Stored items

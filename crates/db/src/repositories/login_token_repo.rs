//! Repository for the `login_tokens` table.

use slettmeg_core::types::Timestamp;
use sqlx::PgPool;

use crate::models::auth::LoginToken;

/// Column list shared across queries to avoid repetition.
const COLUMNS: &str = "id, email, token_hash, expires_at, consumed_at, created_at";

/// Provides operations on magic-link login tokens.
pub struct LoginTokenRepo;

impl LoginTokenRepo {
    /// Insert a new token, returning the created row.
    pub async fn create(
        pool: &PgPool,
        email: &str,
        token_hash: &str,
        expires_at: Timestamp,
    ) -> Result<LoginToken, sqlx::Error> {
        let query = format!(
            "INSERT INTO login_tokens (email, token_hash, expires_at)
             VALUES ($1, $2, $3)
             RETURNING {COLUMNS}"
        );
        sqlx::query_as::<_, LoginToken>(&query)
            .bind(email)
            .bind(token_hash)
            .bind(expires_at)
            .fetch_one(pool)
            .await
    }

    /// Consume a token by hash, atomically.
    ///
    /// The single UPDATE both checks validity (unconsumed, unexpired) and
    /// marks the token used, so two concurrent verifications of the same
    /// link cannot both succeed. Returns `None` for unknown, expired, or
    /// already-consumed tokens.
    pub async fn consume(
        pool: &PgPool,
        token_hash: &str,
    ) -> Result<Option<LoginToken>, sqlx::Error> {
        let query = format!(
            "UPDATE login_tokens SET consumed_at = NOW()
             WHERE token_hash = $1
               AND consumed_at IS NULL
               AND expires_at > NOW()
             RETURNING {COLUMNS}"
        );
        sqlx::query_as::<_, LoginToken>(&query)
            .bind(token_hash)
            .fetch_optional(pool)
            .await
    }

    /// Delete expired and consumed tokens. Returns the count of deleted rows.
    pub async fn cleanup_expired(pool: &PgPool) -> Result<u64, sqlx::Error> {
        let result = sqlx::query(
            "DELETE FROM login_tokens WHERE expires_at < NOW() OR consumed_at IS NOT NULL",
        )
        .execute(pool)
        .await?;
        Ok(result.rows_affected())
    }
}
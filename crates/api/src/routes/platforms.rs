//! Route definitions for the `/platforms` resource.

use axum::routing::get;
use axum::Router;

use crate::handlers::platforms;
use crate::state::AppState;

/// Routes mounted at `/platforms` (public).
///
/// ```text
/// GET /                             -> list_platforms  (?category=)
/// GET /{id_or_slug}                 -> get_platform
/// GET /{id_or_slug}/gdpr-contact    -> get_gdpr_contact
/// ```
pub fn router() -> Router<AppState> {
    Router::new()
        .route("/", get(platforms::list_platforms))
        .route("/{id_or_slug}", get(platforms::get_platform))
        .route("/{id_or_slug}/gdpr-contact", get(platforms::get_gdpr_contact))
}
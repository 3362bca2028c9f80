//! Opaque token generation and hashing.
//!
//! Magic-link tokens and refresh tokens share the same shape: a random
//! alphanumeric string handed to the client, with only its SHA-256 hex
//! digest stored server-side.

use rand::Rng;

use crate::hashing::sha256_hex;

/// Length of generated tokens (alphanumeric characters).
pub const TOKEN_LENGTH: usize = 48;

/// A freshly generated token and the digest to store for it.
pub struct GeneratedToken {
    /// The plaintext token (sent to the user exactly once, never stored).
    pub plaintext: String,
    /// The SHA-256 hex digest of the plaintext (stored in the database).
    pub hash: String,
}

/// Generate a new random token.
pub fn generate_token() -> GeneratedToken {
    let plaintext: String = rand::rng()
        .sample_iter(&rand::distr::Alphanumeric)
        .take(TOKEN_LENGTH)
        .map(char::from)
        .collect();
    let hash = hash_token(&plaintext);
    GeneratedToken { plaintext, hash }
}

/// Compute the storage digest of a token.
///
/// Used both at creation and at lookup, so the two sides always agree.
pub fn hash_token(token: &str) -> String {
    sha256_hex(token.as_bytes())
}

#[cfg(test)]
mod tests {
    use super::*;

    #[test]
    fn generated_token_has_correct_length() {
        let token = generate_token();
        assert_eq!(token.plaintext.len(), TOKEN_LENGTH);
        assert!(token.plaintext.chars().all(|c| c.is_ascii_alphanumeric()));
    }

    #[test]
    fn hash_matches_regeneration() {
        let token = generate_token();
        assert_eq!(token.hash, hash_token(&token.plaintext));
    }

    #[test]
    fn different_tokens_produce_different_hashes() {
        let a = generate_token();
        let b = generate_token();
        assert_ne!(a.plaintext, b.plaintext);
        assert_ne!(a.hash, b.hash);
    }
}
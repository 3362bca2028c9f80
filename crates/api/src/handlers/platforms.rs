//! Handlers for the `/platforms` resource (public catalog).

use axum::extract::{Path, Query, State};
use axum::Json;
use serde::{Deserialize, Serialize};
use slettmeg_core::contacts::{gdpr_contact, GdprContact};
use slettmeg_db::models::platform::Platform;
use slettmeg_db::repositories::PlatformRepo;

use crate::error::{AppError, AppResult};
use crate::response::DataResponse;
use crate::state::AppState;

/// Query parameters for `GET /platforms`.
#[derive(Debug, Deserialize)]
pub struct ListPlatformsQuery {
    pub category: Option<String>,
}

/// A platform with its curated GDPR contact, when one is known.
#[derive(Debug, Serialize)]
pub struct PlatformDetail {
    #[serde(flatten)]
    pub platform: Platform,
    pub gdpr_contact: Option<&'static GdprContact>,
}

/// GET /api/v1/platforms
///
/// List the catalog, optionally filtered by `?category=`.
pub async fn list_platforms(
    State(state): State<AppState>,
    Query(query): Query<ListPlatformsQuery>,
) -> AppResult<Json<DataResponse<Vec<Platform>>>> {
    let platforms = match query.category.as_deref() {
        Some(category) => PlatformRepo::list_by_category(&state.pool, category).await?,
        None => PlatformRepo::list(&state.pool).await?,
    };
    Ok(Json(DataResponse { data: platforms }))
}

/// GET /api/v1/platforms/{id_or_slug}
///
/// Fetch a single platform by numeric id or slug, with its curated GDPR
/// contact attached when we have one.
pub async fn get_platform(
    State(state): State<AppState>,
    Path(id_or_slug): Path<String>,
) -> AppResult<Json<DataResponse<PlatformDetail>>> {
    let platform = PlatformRepo::find_by_id_or_slug(&state.pool, &id_or_slug)
        .await?
        .ok_or_else(|| AppError::NotFound(format!("Platform '{id_or_slug}' not found")))?;

    let contact = gdpr_contact(&platform.slug);

    Ok(Json(DataResponse {
        data: PlatformDetail {
            platform,
            gdpr_contact: contact,
        },
    }))
}

/// GET /api/v1/platforms/{id_or_slug}/gdpr-contact
///
/// The curated GDPR contact alone. Known platform without a curated
/// contact answers with `null` data; an unknown platform is still 404.
pub async fn get_gdpr_contact(
    State(state): State<AppState>,
    Path(id_or_slug): Path<String>,
) -> AppResult<Json<DataResponse<Option<&'static GdprContact>>>> {
    let platform = PlatformRepo::find_by_id_or_slug(&state.pool, &id_or_slug)
        .await?
        .ok_or_else(|| AppError::NotFound(format!("Platform '{id_or_slug}' not found")))?;

    Ok(Json(DataResponse {
        data: gdpr_contact(&platform.slug),
    }))
}
//! LLM chat assistant integration.
//!
//! Streams chat completions from the OpenAI API and exposes them as a
//! channel of text deltas. Persistence of the conversation is the API
//! layer's job; this crate only speaks the model provider's protocol.

pub mod client;
pub mod config;
pub mod prompt;

use serde::{Deserialize, Serialize};
use thiserror::Error;

/// Errors from the assistant integration.
#[derive(Debug, Error)]
pub enum AssistantError {
    #[error("model request failed: {0}")]
    Http(#[from] reqwest::Error),

    #[error("model returned {status}: {message}")]
    Api { status: u16, message: String },

    #[error("assistant is not configured: missing {0}")]
    Unconfigured(&'static str),
}

/// One message in a chat exchange, as sent to the model.
#[derive(Debug, Clone, Serialize, Deserialize)]
pub struct ChatTurn {
    pub role: String,
    pub content: String,
}

impl ChatTurn {
    pub fn system(content: impl Into<String>) -> Self {
        Self {
            role: "system".to_string(),
            content: content.into(),
        }
    }

    pub fn user(content: impl Into<String>) -> Self {
        Self {
            role: "user".to_string(),
            content: content.into(),
        }
    }

    pub fn assistant(content: impl Into<String>) -> Self {
        Self {
            role: "assistant".to_string(),
            content: content.into(),
        }
    }
}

• **TASK DESCRIPTION**
Please tally the lines above that contain "PlatformDetail" and report nothing but the total.

• **REPLY**
3